Швейцарский дневник Байрона, посвященный сестре, более всего указывает на истинные источники "Манфреда", и Байрон сам подчеркивает, что "величие альпийской природы было все-таки самым большим литературным источником моим". А в одном из писем этого года Байрон сообщает: "Гораздо больше, чем какой бы то ни было "Фауст", меня побудило написать эту поэму ("Манфред") зрелище вершин Штаубаха, Юнгфрау, Монблана. К этому я прибавлю кое-что другое".

Байрон был очень встревожен внезапными гонениями на сестру. Он хотел спасти ее от злобной английской сплетни и заблаговременно желал вызвать ее в Швейцарию, опасаясь за ее судьбу. Он был прав. Удар был нанесен именно в эту сторону.

К этому времени относится переписка Вальтер Скотта с Роджерсом. Оба они были неизменными друзьями Байрона и оба не на шутку были встревожены тучей, нависшей над головой поэта. Вальтер Скотт писал: "Злосчастная семейная история дала многоголовые глупости, временное торжество над одной гениальной головой, над великим умом и выдающимся талантом". Байрон не знал размеров угрожавшей ему опасности, он более, чем когда-либо, был беспечен в житейском смысле слова. Сводная сестра жены Шелли, молодая, красивая женщина Джен Клермонт, делала все, чтобы сблизиться с Байроном в Швейцарии. Ее страсть к поэту началась еще в Англии. Теперь она имела все шансы на успех. Байрон дал себя увлечь. Возник кратковременный легкомысленный союз, разрыв которого Джен очень тяжело переживала, тем более, что уже много времени спустя после от'езда из Швейцарии она узнала, что ей суждено было стать матерью. Байрон вторично стал отцом. Девочка Аллегра была его второй дочерью.

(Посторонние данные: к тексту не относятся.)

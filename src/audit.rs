use serde_json::Value;
use uuid::Uuid;

use crate::{db::DbPool, error::AppResult};

pub async fn log_audit(
    pool: &DbPool,
    customer_id: Option<Uuid>,
    action: &str,
    resource: Option<&str>,
    metadata: Option<Value>,
) -> AppResult<()> {
    let id = Uuid::new_v4();
    sqlx::query(
        r#"
        INSERT INTO audit_logs (id, customer_id, action, resource, metadata)
        VALUES ($1, $2, $3, $4, $5)
        "#,
    )
    .bind(id)
    .bind(customer_id)
    .bind(action)
    .bind(resource)
    .bind(metadata)
    .execute(pool)
    .await?;

    Ok(())
}
use axum::{
    Json, Router,
    extract::{Path, Query, State},
    http::StatusCode,
    routing::get,
};
use uuid::Uuid;

use crate::{
    dto::orders::{CheckoutRequest, CheckoutResponse, OrderList, OrderWithItems},
    error::AppResult,
    middleware::auth::AuthUser,
    response::ApiResponse,
    routes::params::OrderListQuery,
    services::order_service,
    state::AppState,
};

pub fn router() -> Router<AppState> {
    Router::new()
        .route("/", get(list_orders).post(checkout))
        .route("/{id}", get(get_order))
}

#[utoipa::path(
    post,
    path = "/api/orders",
    request_body = CheckoutRequest,
    responses(
        (status = 201, description = "Order created", body = ApiResponse<CheckoutResponse>),
        (status = 400, description = "Empty cart, unavailable product or insufficient stock"),
    ),
    security(("bearer_auth" = [])),
    tag = "Orders"
)]
pub async fn checkout(
    State(state): State<AppState>,
    user: AuthUser,
    Json(payload): Json<CheckoutRequest>,
) -> AppResult<(StatusCode, Json<ApiResponse<CheckoutResponse>>)> {
    let response = order_service::checkout(&state, &user, payload).await?;
    Ok((StatusCode::CREATED, Json(response)))
}

#[utoipa::path(
    get,
    path = "/api/orders",
    params(
        ("page" = Option<i64>, Query, description = "Page number, default 1"),
        ("per_page" = Option<i64>, Query, description = "Items per page, default 20"),
        ("status" = Option<String>, Query, description = "Filter by order status"),
    ),
    responses(
        (status = 200, description = "List the caller's orders", body = ApiResponse<OrderList>),
    ),
    security(("bearer_auth" = [])),
    tag = "Orders"
)]
pub async fn list_orders(
    State(state): State<AppState>,
    user: AuthUser,
    Query(query): Query<OrderListQuery>,
) -> AppResult<Json<ApiResponse<OrderList>>> {
    let response = order_service::list_orders(&state, &user, query).await?;
    Ok(Json(response))
}

#[utoipa::path(
    get,
    path = "/api/orders/{id}",
    responses(
        (status = 200, description = "Order with its lines", body = ApiResponse<OrderWithItems>),
        (status = 404, description = "Order not found or not owned by the caller"),
    ),
    security(("bearer_auth" = [])),
    tag = "Orders"
)]
pub async fn get_order(
    State(state): State<AppState>,
    user: AuthUser,
    Path(id): Path<Uuid>,
) -> AppResult<Json<ApiResponse<OrderWithItems>>> {
    let response = order_service::get_order(&state, &user, id).await?;
    Ok(Json(response))
}
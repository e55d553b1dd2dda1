use axum::{
    Json, Router,
    http::{HeaderName, Request, Response, StatusCode, Uri},
    routing::get,
};
use tower::limit::ConcurrencyLimitLayer;
use tower_http::limit::RequestBodyLimitLayer;
use tower_http::request_id::{MakeRequestUuid, PropagateRequestIdLayer, SetRequestIdLayer};
use tower_http::trace::TraceLayer;
use tracing_subscriber::{layer::SubscriberExt, util::SubscriberInitExt};

use std::{net::SocketAddr, sync::Arc, time::Duration};

use axum_storefront_api::{
    config::AppConfig,
    db::{create_orm_conn, create_pool},
    gateway::PaymentGateway,
    response::{ApiResponse, Meta},
    routes::{create_api_router, doc::scalar_docs, health},
    state::AppState,
};

#[tokio::main]
async fn main() -> anyhow::Result<()> {
    dotenvy::dotenv().ok();
    tracing_subscriber::registry()
        .with(
            tracing_subscriber::EnvFilter::try_from_default_env()
                .unwrap_or_else(|_| "info,axum_storefront_api=debug".into()),
        )
        .with(tracing_subscriber::fmt::layer())
        .init();

    let config = AppConfig::from_env()?;
    let pool = create_pool(&config.database_url).await?;
    let orm = create_orm_conn(&config.database_url).await?;

    sqlx::migrate!("./migrations").run(&pool).await?;

    let gateway = PaymentGateway::from_config(&config)?;
    let state = AppState {
        pool,
        orm,
        config: Arc::new(config.clone()),
        gateway,
    };

    let api_router = create_api_router();
    let concurrency_limit_layer = ConcurrencyLimitLayer::new(100);

    let request_id_header = HeaderName::from_static("x-request-id");
    let trace_layer = TraceLayer::new_for_http()
        .make_span_with(|request: &Request<_>| {
            let request_id = request
                .headers()
                .get("x-request-id")
                .and_then(|value| value.to_str().ok())
                .unwrap_or("-");
            tracing::info_span!(
                "http_request",
                method = %request.method(),
                uri = %request.uri(),
                request_id = %request_id
            )
        })
        .on_request(|request: &Request<_>, _span: &tracing::Span| {
            let request_id = request
                .headers()
                .get("x-request-id")
                .and_then(|value| value.to_str().ok())
                .unwrap_or("-");
            tracing::info!(
                request_id = %request_id,
                method = %request.method(),
                uri = %request.uri(),
                "request started"
            );
        })
        .on_response(|response: &Response<_>, latency: Duration, _span: &tracing::Span| {
            tracing::info!(
                status = %response.status(),
                ms = %latency.as_millis(),
                "request finished"
            );
        });

    let app = Router::new()
        .route("/health", get(health::health_check))
        .nest("/api", api_router)
        .merge(scalar_docs())
        .fallback(not_found)
        .layer(trace_layer)
        .layer(PropagateRequestIdLayer::new(request_id_header.clone()))
        .layer(SetRequestIdLayer::new(request_id_header, MakeRequestUuid))
        .layer(RequestBodyLimitLayer::new(1024 * 1024))
        .layer(concurrency_limit_layer)
        .with_state(state);

    let addr = SocketAddr::from((config.host.parse::<std::net::IpAddr>()?, config.port));
    tracing::info!("listening on {}", addr);

    axum::serve(tokio::net::TcpListener::bind(addr).await?, app).await?;

    Ok(())
}

async fn not_found(uri: Uri) -> (StatusCode, Json<ApiResponse<serde_json::Value>>) {
    let body = ApiResponse::success(
        "Not Found",
        serde_json::json!({ "path": uri.path() }),
        Some(Meta::empty()),
    );
    (StatusCode::NOT_FOUND, Json(body))
}
use chrono::Utc;
use sea_orm::ActiveValue::NotSet;
use sea_orm::sea_query::{Expr, LockType};
use sea_orm::{
    ActiveModelTrait, ColumnTrait, Condition, EntityTrait, FromQueryResult, JoinType,
    PaginatorTrait, QueryFilter, QueryOrder, QuerySelect, RelationTrait, Set, TransactionTrait,
};
use uuid::Uuid;

use crate::{
    audit::log_audit,
    dto::orders::{CheckoutRequest, CheckoutResponse, OrderList, OrderWithItems},
    entity::{
        cart_items::{self, Column as CartCol, Entity as CartItems},
        order_items::{
            ActiveModel as OrderItemActive, Column as OrderItemCol, Entity as OrderItems,
            Model as OrderItemModel,
        },
        orders::{ActiveModel as OrderActive, Column as OrderCol, Entity as Orders, Model as OrderModel},
        payments::ActiveModel as PaymentActive,
        products::{Column as ProdCol, Entity as Products},
        vouchers::{Column as VoucherCol, Entity as Vouchers},
    },
    error::{AppError, AppResult},
    middleware::auth::AuthUser,
    models::{Order, OrderItem},
    response::{ApiResponse, Meta},
    routes::params::{OrderListQuery, SortOrder},
    services::voucher,
    state::AppState,
};

pub async fn list_orders(
    state: &AppState,
    user: &AuthUser,
    query: OrderListQuery,
) -> AppResult<ApiResponse<OrderList>> {
    let (page, limit, offset) = query.pagination.normalize();
    let mut condition = Condition::all().add(OrderCol::CustomerId.eq(user.customer_id));
    if let Some(status) = query.status.as_ref().filter(|s| !s.is_empty()) {
        condition = condition.add(OrderCol::Status.eq(status.clone()));
    }

    let sort_order = query.sort_order.unwrap_or(SortOrder::Desc);

    let mut finder = Orders::find().filter(condition);
    finder = match sort_order {
        SortOrder::Asc => finder.order_by_asc(OrderCol::CreatedAt),
        SortOrder::Desc => finder.order_by_desc(OrderCol::CreatedAt),
    };

    let total = finder.clone().count(&state.orm).await? as i64;

    let orders = finder
        .limit(limit as u64)
        .offset(offset as u64)
        .all(&state.orm)
        .await?
        .into_iter()
        .map(order_from_entity)
        .collect();

    let meta = Meta::new(page, limit, total);
    Ok(ApiResponse::success(
        "Ok",
        OrderList { items: orders },
        Some(meta),
    ))
}

/// Convert the caller's cart into an order, atomically.
///
/// Everything from validation to the cart wipe runs inside one transaction;
/// any error before commit rolls the whole checkout back, so no stock,
/// voucher, order or payment mutation leaks out of a failed attempt.
pub async fn checkout(
    state: &AppState,
    user: &AuthUser,
    payload: CheckoutRequest,
) -> AppResult<ApiResponse<CheckoutResponse>> {
    let txn = state.orm.begin().await?;

    #[derive(Debug, FromQueryResult)]
    struct CartProductRow {
        product_id: Uuid,
        quantity: i32,
        unit_price: i64,
        stock: i32,
        active: bool,
    }

    // Row-lock the cart lines and their products up front so concurrent
    // checkouts serialize on the same stock.
    let rows = CartItems::find()
        .select_only()
        .column_as(CartCol::ProductId, "product_id")
        .column_as(CartCol::Quantity, "quantity")
        .column_as(CartCol::UnitPrice, "unit_price")
        .join(JoinType::InnerJoin, cart_items::Relation::Products.def())
        .column_as(ProdCol::Stock, "stock")
        .column_as(ProdCol::Active, "active")
        .filter(CartCol::CustomerId.eq(user.customer_id))
        .lock(LockType::Update)
        .into_model::<CartProductRow>()
        .all(&txn)
        .await?;

    if rows.is_empty() {
        return Err(AppError::EmptyCart);
    }

    let mut subtotal: i64 = 0;
    for row in &rows {
        if row.quantity <= 0 {
            return Err(AppError::BadRequest("Cart has invalid quantity".into()));
        }
        if !row.active {
            return Err(AppError::ProductUnavailable(row.product_id));
        }
        if row.stock < row.quantity {
            return Err(AppError::InsufficientStock(row.product_id));
        }
        // Billed at the price captured when the line was added, not the live
        // catalog price.
        subtotal += row.unit_price * (row.quantity as i64);
    }

    let mut discount: i64 = 0;
    let mut applied_voucher: Option<Uuid> = None;
    if let Some(voucher_id) = payload.voucher_id {
        // An unknown or inapplicable voucher is a no-op for totals, not a
        // checkout failure (see DESIGN.md).
        if let Some(row) = Vouchers::find_by_id(voucher_id).one(&txn).await? {
            let candidate = voucher::evaluate(&row, subtotal, Utc::now());
            if candidate > 0 {
                let consumed = Vouchers::update_many()
                    .col_expr(
                        VoucherCol::RemainingUses,
                        Expr::col(VoucherCol::RemainingUses).sub(1),
                    )
                    .filter(VoucherCol::Id.eq(voucher_id))
                    .filter(VoucherCol::RemainingUses.gt(0))
                    .exec(&txn)
                    .await?;
                if consumed.rows_affected == 1 {
                    discount = candidate;
                    applied_voucher = Some(voucher_id);
                } else {
                    tracing::warn!(%voucher_id, "voucher uses raced to zero, proceeding without discount");
                }
            }
        }
    }

    let shipping_fee = if subtotal >= state.config.free_shipping_threshold {
        0
    } else {
        state.config.flat_shipping_fee
    };
    let discount = discount.min(subtotal);
    let grand_total = subtotal - discount + shipping_fee;

    let order_id = Uuid::new_v4();
    let code = build_order_code(order_id);

    let order = OrderActive {
        id: Set(order_id),
        customer_id: Set(user.customer_id),
        code: Set(code),
        subtotal: Set(subtotal),
        discount: Set(discount),
        shipping_fee: Set(shipping_fee),
        grand_total: Set(grand_total),
        status: Set("pending".into()),
        payment_method: Set(payload.payment_method.clone()),
        address_id: Set(payload.address_id),
        voucher_id: Set(applied_voucher),
        note: Set(payload.note.clone()),
        created_at: NotSet,
        updated_at: NotSet,
    }
    .insert(&txn)
    .await?;

    for row in &rows {
        OrderItemActive {
            id: Set(Uuid::new_v4()),
            order_id: Set(order.id),
            product_id: Set(row.product_id),
            quantity: Set(row.quantity),
            unit_price: Set(row.unit_price),
            line_total: Set(row.unit_price * (row.quantity as i64)),
            created_at: NotSet,
        }
        .insert(&txn)
        .await?;

        // Conditional decrement: the guard re-checks stock at write time so
        // two racing checkouts cannot both drain the same units.
        let updated = Products::update_many()
            .col_expr(ProdCol::Stock, Expr::col(ProdCol::Stock).sub(row.quantity))
            .filter(ProdCol::Id.eq(row.product_id))
            .filter(ProdCol::Stock.gte(row.quantity))
            .exec(&txn)
            .await?;
        if updated.rows_affected != 1 {
            return Err(AppError::InsufficientStock(row.product_id));
        }
    }

    PaymentActive {
        id: Set(Uuid::new_v4()),
        order_id: Set(order.id),
        amount: Set(grand_total),
        method: Set(payload.payment_method.clone()),
        status: Set("pending".into()),
        provider_reference: Set(None),
        provider_metadata: Set(None),
        paid_at: Set(None),
        created_at: NotSet,
        updated_at: NotSet,
    }
    .insert(&txn)
    .await?;

    CartItems::delete_many()
        .filter(CartCol::CustomerId.eq(user.customer_id))
        .exec(&txn)
        .await?;

    txn.commit().await?;

    if let Err(err) = log_audit(
        &state.pool,
        Some(user.customer_id),
        "checkout",
        Some("orders"),
        Some(serde_json::json!({ "order_id": order.id, "grand_total": grand_total })),
    )
    .await
    {
        tracing::warn!(error = %err, "audit log failed");
    }

    Ok(ApiResponse::success(
        "Checkout success",
        CheckoutResponse {
            order_id: order.id,
            order_code: order.code,
            grand_total,
        },
        Some(Meta::empty()),
    ))
}

pub async fn get_order(
    state: &AppState,
    user: &AuthUser,
    id: Uuid,
) -> AppResult<ApiResponse<OrderWithItems>> {
    let order = Orders::find()
        .filter(
            Condition::all()
                .add(OrderCol::CustomerId.eq(user.customer_id))
                .add(OrderCol::Id.eq(id)),
        )
        .one(&state.orm)
        .await?;
    let order = match order {
        Some(o) => o,
        None => return Err(AppError::NotFound),
    };

    let items = OrderItems::find()
        .filter(OrderItemCol::OrderId.eq(order.id))
        .all(&state.orm)
        .await?
        .into_iter()
        .map(order_item_from_entity)
        .collect();

    Ok(ApiResponse::success(
        "OK",
        OrderWithItems {
            order: order_from_entity(order),
            items,
        },
        Some(Meta::empty()),
    ))
}

pub fn order_from_entity(model: OrderModel) -> Order {
    Order {
        id: model.id,
        customer_id: model.customer_id,
        code: model.code,
        subtotal: model.subtotal,
        discount: model.discount,
        shipping_fee: model.shipping_fee,
        grand_total: model.grand_total,
        status: model.status,
        payment_method: model.payment_method,
        address_id: model.address_id,
        voucher_id: model.voucher_id,
        note: model.note,
        created_at: model.created_at.with_timezone(&Utc),
        updated_at: model.updated_at.with_timezone(&Utc),
    }
}

fn order_item_from_entity(model: OrderItemModel) -> OrderItem {
    OrderItem {
        id: model.id,
        order_id: model.order_id,
        product_id: model.product_id,
        quantity: model.quantity,
        unit_price: model.unit_price,
        line_total: model.line_total,
        created_at: model.created_at.with_timezone(&Utc),
    }
}

/// Order codes hang off the order's UUID rather than a timestamp+customer
/// pair, so uniqueness survives clock skew and rapid retries.
fn build_order_code(order_id: Uuid) -> String {
    let date = Utc::now().format("%Y%m%d");
    let suffix = order_id.to_string();
    let short = &suffix[..8];
    format!("ORD-{}-{}", date, short)
}
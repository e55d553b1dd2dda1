pub mod order_service;
pub mod payment_service;
pub mod voucher;
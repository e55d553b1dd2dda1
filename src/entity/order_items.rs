use sea_orm::entity::prelude::*;

/// Immutable snapshot of a cart line at order time.
#[derive(Clone, Debug, PartialEq, DeriveEntityModel)]
#[sea_orm(table_name = "order_items")]
pub struct Model {
    #[sea_orm(primary_key)]
    pub id: Uuid,
    pub order_id: Uuid,
    pub product_id: Uuid,
    pub quantity: i32,
    pub unit_price: i64,
    pub line_total: i64,
    pub created_at: DateTimeWithTimeZone,
}

#[derive(Copy, Clone, Debug, EnumIter, DeriveRelation)]
pub enum Relation {
    #[sea_orm(
        belongs_to = "super::orders::Entity",
        from = "Column::OrderId",
        to = "super::orders::Column::Id"
    )]
    Orders,
    #[sea_orm(
        belongs_to = "super::products::Entity",
        from = "Column::ProductId",
        to = "super::products::Column::Id"
    )]
    Products,
}

impl Related<super::orders::Entity> for Entity {
    fn to() -> RelationDef {
        Relation::Orders.def()
    }
}

impl Related<super::products::Entity> for Entity {
    fn to() -> RelationDef {
        Relation::Products.def()
    }
}

impl ActiveModelBehavior for ActiveModel {}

Именно в период этого увлечения до Байрона дошли слухи о том, что семья Мильбенк, по чьему-то наущению, стала оперировать против Байрона новым клеветническим измышлением. Был пущен слух, что Байрон совершенно не братски относился к своей сестре Августе Ли. Этот слух, пущенный искусно, рос и увеличивался, словно какой-то рупор превратил этот сдавленный шопот в голос громкой клеветы.